Up through the line that contains "pub async fn", retype the entries exactly, beginning at the very first line.

Stored items from a collection:
****
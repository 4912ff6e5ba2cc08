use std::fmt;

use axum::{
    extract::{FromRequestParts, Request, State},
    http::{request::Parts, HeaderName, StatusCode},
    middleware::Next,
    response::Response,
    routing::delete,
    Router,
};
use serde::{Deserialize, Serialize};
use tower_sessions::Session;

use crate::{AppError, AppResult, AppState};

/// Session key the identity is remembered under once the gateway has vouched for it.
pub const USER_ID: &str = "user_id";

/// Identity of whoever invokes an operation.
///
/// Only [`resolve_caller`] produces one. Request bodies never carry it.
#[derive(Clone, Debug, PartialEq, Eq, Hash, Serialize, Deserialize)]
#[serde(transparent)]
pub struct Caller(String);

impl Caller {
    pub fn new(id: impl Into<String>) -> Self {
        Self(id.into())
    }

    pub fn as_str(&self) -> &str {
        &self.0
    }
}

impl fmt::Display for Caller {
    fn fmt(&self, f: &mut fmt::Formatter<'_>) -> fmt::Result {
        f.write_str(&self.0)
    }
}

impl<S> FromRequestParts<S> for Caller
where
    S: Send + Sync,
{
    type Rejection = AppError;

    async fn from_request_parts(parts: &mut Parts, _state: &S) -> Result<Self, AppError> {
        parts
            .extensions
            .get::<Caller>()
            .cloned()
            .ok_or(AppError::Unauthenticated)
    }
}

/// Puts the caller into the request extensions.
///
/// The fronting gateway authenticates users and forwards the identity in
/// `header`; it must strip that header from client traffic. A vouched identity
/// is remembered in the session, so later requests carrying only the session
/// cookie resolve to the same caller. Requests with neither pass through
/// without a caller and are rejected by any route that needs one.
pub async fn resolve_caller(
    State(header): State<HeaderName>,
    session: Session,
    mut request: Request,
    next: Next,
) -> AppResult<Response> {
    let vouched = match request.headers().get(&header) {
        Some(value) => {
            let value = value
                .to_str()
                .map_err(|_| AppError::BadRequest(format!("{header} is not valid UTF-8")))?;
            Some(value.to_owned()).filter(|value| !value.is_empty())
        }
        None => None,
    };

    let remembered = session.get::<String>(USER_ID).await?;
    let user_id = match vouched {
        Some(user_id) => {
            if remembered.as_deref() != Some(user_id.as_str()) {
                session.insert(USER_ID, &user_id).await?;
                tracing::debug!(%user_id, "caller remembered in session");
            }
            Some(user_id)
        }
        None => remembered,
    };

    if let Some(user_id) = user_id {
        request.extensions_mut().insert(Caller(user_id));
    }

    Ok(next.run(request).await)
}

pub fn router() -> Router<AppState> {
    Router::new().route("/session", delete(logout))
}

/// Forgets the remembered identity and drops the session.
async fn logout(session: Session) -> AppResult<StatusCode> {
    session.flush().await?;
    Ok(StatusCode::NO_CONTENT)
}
****
- _Written solution_
repository 4912ff6e5ba2cc08
use std::fmt;

use axum::{
    extract::{FromRequestParts, Request, State},
    http::{request::Parts, HeaderName, StatusCode},
    middleware::Next,
    response::Response,
    routing::delete,
    Router,
};
use serde::{Deserialize, Serialize};
use tower_sessions::Session;

use crate::{AppError, AppResult, AppState};

/// Session key the identity is remembered under once the gateway has vouched for it.
pub const USER_ID: &str = "user_id";

/// Identity of whoever invokes an operation.
///
/// Only [`resolve_caller`] produces one. Request bodies never carry it.
#[derive(Clone, Debug, PartialEq, Eq, Hash, Serialize, Deserialize)]
#[serde(transparent)]
pub struct Caller(String);

impl Caller {
    pub fn new(id: impl Into<String>) -> Self {
        Self(id.into())
    }

    pub fn as_str(&self) -> &str {
        &self.0
    }
}

impl fmt::Display for Caller {
    fn fmt(&self, f: &mut fmt::Formatter<'_>) -> fmt::Result {
        f.write_str(&self.0)
    }
}

impl<S> FromRequestParts<S> for Caller
where
    S: Send + Sync,
{
    type Rejection = AppError;

    async fn from_request_parts(parts: &mut Parts, _state: &S) -> Result<Self, AppError> {
        parts
            .extensions
            .get::<Caller>()
            .cloned()
            .ok_or(AppError::Unauthenticated)
    }
}

/// Puts the caller into the request extensions.
///
/// The fronting gateway authenticates users and forwards the identity in
/// `header`; it must strip that header from client traffic. A vouched identity
/// is remembered in the session, so later requests carrying only the session
/// cookie resolve to the same caller. Requests with neither pass through
/// without a caller and are rejected by any route that needs one.
pub async fn resolve_caller(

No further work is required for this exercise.